Meningitis is a rare disease, but it’s a leading cause of preventable deaths in infants—one in sixteen who get the disease die of it—and horrifying stories of infants with amputated limbs are something we all want to avoid. The good news is that the Food and Drug Administration (FDA) has already approved a new vaccine for infants and will soon approve more—vaccines created after ACIP pushed strongly for eradicating the disease roughly a decade ago, following the example pursued successfully in the United Kingdom with a mass vaccination.
Yet in the wake of dropping meningitis rates, the authorities in Washington and Atlanta appear to be reconsidering their cost-effectiveness analysis of this vaccine. The CDC has historically never chosen to not recommend a vaccine for children which has been approved as safe by the FDA, but in this case ACIP seems to be dragging its feet.
This week the CDC is hosting a national “stakeholder” meeting in Washington, D.C. to discuss issues surrounding future access to these new infant meningococcal vaccines. Yet the meeting has not been announced to the press or the public, and the CDC’s website offers not a shred of information about it.
The CDC is also quietly planning a series of four “public” meetings around the country to decide whether to recommend the vaccine and put it on the infant schedule. These meetings are expected to take place in New Hampshire, Colorado, Illinois, and Washington state over the summer—but like the national stakeholder meeting, no information is publicly available.
As a general rule, whenever you hear about non-transparent meetings of stakeholders, it’s not a good sign. There’s a pronounced lack of information available on the participants in these stakeholder meetings and there’s been little publicity surrounding them. The question that should concern parents is whether this listening tour will become part of an attempt to give the CDC cover for an unwise decision—based on dollars and cents, not quality of care—which would place an estimated 40,000 infants at risk over the next decade.
Whether this vaccine is added to the infant schedule or not, for ACIP not to at least partially recommend of a vaccine whose safety has been endorsed by the FDA makes for a dangerous precedent. It would result in a significant disincentive for vaccine makers in the future, and would be a sign that decisions about such vaccines will now be made by those with green eyeshades, not stethoscopes.
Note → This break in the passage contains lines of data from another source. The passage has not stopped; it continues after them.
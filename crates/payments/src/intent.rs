//! Payment intent creation
//!
//! Turns a purchase request into a hosted payment page: generates the
//! invoice number, builds the signed return URL, asks the provider for a
//! payment link, and persists the pending intent row. No ledger effect
//! happens here - crediting is the reconciler's job.

use std::sync::Arc;

use rand::distr::Alphanumeric;
use rand::Rng;
use serde::Serialize;
use time::OffsetDateTime;
use uuid::Uuid;

use crate::error::{PaymentError, PaymentResult};
use crate::model::{IntentStatus, PaymentIntent};
use crate::packages;
use crate::provider::{CreatePaymentRequest, PaymentProvider, INVOICE_PREFIX};
use crate::signer::Signer;
use crate::store::QuotaStore;

/// Buyer contact details passed through to the provider's hosted page.
#[derive(Debug, Clone)]
pub struct Buyer {
    pub name: String,
    pub email: String,
    pub mobile: String,
}

/// Result of creating a payment intent.
#[derive(Debug, Clone, Serialize)]
pub struct CreatedIntent {
    pub invoice_number: String,
    pub payment_url: String,
}

/// Service that creates payment intents.
pub struct IntentManager {
    store: Arc<dyn QuotaStore>,
    provider: Arc<dyn PaymentProvider>,
    signer: Signer,
    /// Base URL of the client-facing status page the buyer returns to.
    return_url_base: String,
}

impl IntentManager {
    pub fn new(
        store: Arc<dyn QuotaStore>,
        provider: Arc<dyn PaymentProvider>,
        signer: Signer,
        return_url_base: String,
    ) -> Self {
        Self {
            store,
            provider,
            signer,
            return_url_base,
        }
    }

    /// Create a pending payment intent and return the hosted payment link.
    pub async fn create_intent(
        &self,
        user_id: Uuid,
        buyer: &Buyer,
        package_code: &str,
        amount: i64,
    ) -> PaymentResult<CreatedIntent> {
        if amount <= 0 {
            return Err(PaymentError::InvalidRequest(format!(
                "amount must be positive, got {}",
                amount
            )));
        }
        let package = packages::find(package_code).ok_or_else(|| {
            PaymentError::InvalidRequest(format!("unknown package code: {}", package_code))
        })?;

        let invoice_number = generate_invoice_number();
        let timestamp = OffsetDateTime::now_utc().unix_timestamp();
        let signature = self.signer.sign(&invoice_number, timestamp);
        let redirect_url = format!(
            "{}?invoice_number={}&timestamp={}&signature={}",
            self.return_url_base, invoice_number, timestamp, signature
        );

        // The invoice number rides in the description so the webhook
        // fallback extraction can recover it when the provider drops the
        // structured reference.
        let description = format!(
            "Quota package {} ({} units) {}",
            package.code, package.units, invoice_number
        );

        let hosted = self
            .provider
            .create_payment(&CreatePaymentRequest {
                name: buyer.name.clone(),
                email: buyer.email.clone(),
                amount,
                mobile: buyer.mobile.clone(),
                redirect_url,
                description,
            })
            .await?;

        let intent = PaymentIntent {
            invoice_number: invoice_number.clone(),
            user_id,
            package_code: package_code.to_string(),
            amount,
            status: IntentStatus::Pending,
            provider: self.provider.name().to_string(),
            provider_reference: hosted.reference.clone(),
            created_at: OffsetDateTime::now_utc(),
            paid_at: None,
        };
        self.store.insert_intent(&intent).await?;

        tracing::info!(
            user_id = %user_id,
            invoice_number = %invoice_number,
            package_code = %package_code,
            amount = amount,
            provider = %intent.provider,
            "Payment intent created"
        );

        Ok(CreatedIntent {
            invoice_number,
            payment_url: hosted.payment_url,
        })
    }
}

/// Globally unique, caller-generated invoice number: unix seconds plus a
/// random alphanumeric suffix, under the well-known prefix token.
fn generate_invoice_number() -> String {
    let suffix: String = rand::rng()
        .sample_iter(&Alphanumeric)
        .take(6)
        .map(char::from)
        .collect();
    format!(
        "{}{}-{}",
        INVOICE_PREFIX,
        OffsetDateTime::now_utc().unix_timestamp(),
        suffix.to_ascii_uppercase()
    )
}

#[cfg(test)]
mod tests {
    use super::*;

    #[test]
    fn invoice_numbers_carry_prefix_and_differ() {
        let a = generate_invoice_number();
        let b = generate_invoice_number();
        assert!(a.starts_with(INVOICE_PREFIX));
        assert!(b.starts_with(INVOICE_PREFIX));
        assert_ne!(a, b);
    }
}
While meningitis rates are currently low, it’s a cyclical disease where there are huge upticks at around the twenty year mark—an increase for which we’re overdue, and need to be prepared to combat. And as one of the first major decisions made in the wake of the bogus controversy over autism and the measles mumps rubella (MMR) vaccine, this clumsy process runs the risk of catering to the anti-science fearmongers whose lies about vaccination risks have resulted in a return of preventable disease. It also could set a dangerous precedent about the decreasing value of human life.
Parents and doctors should be the ones making decisions about care for their children. The real question for health policy going forward is whether Washington’s unelected bureaucrats will overrule them.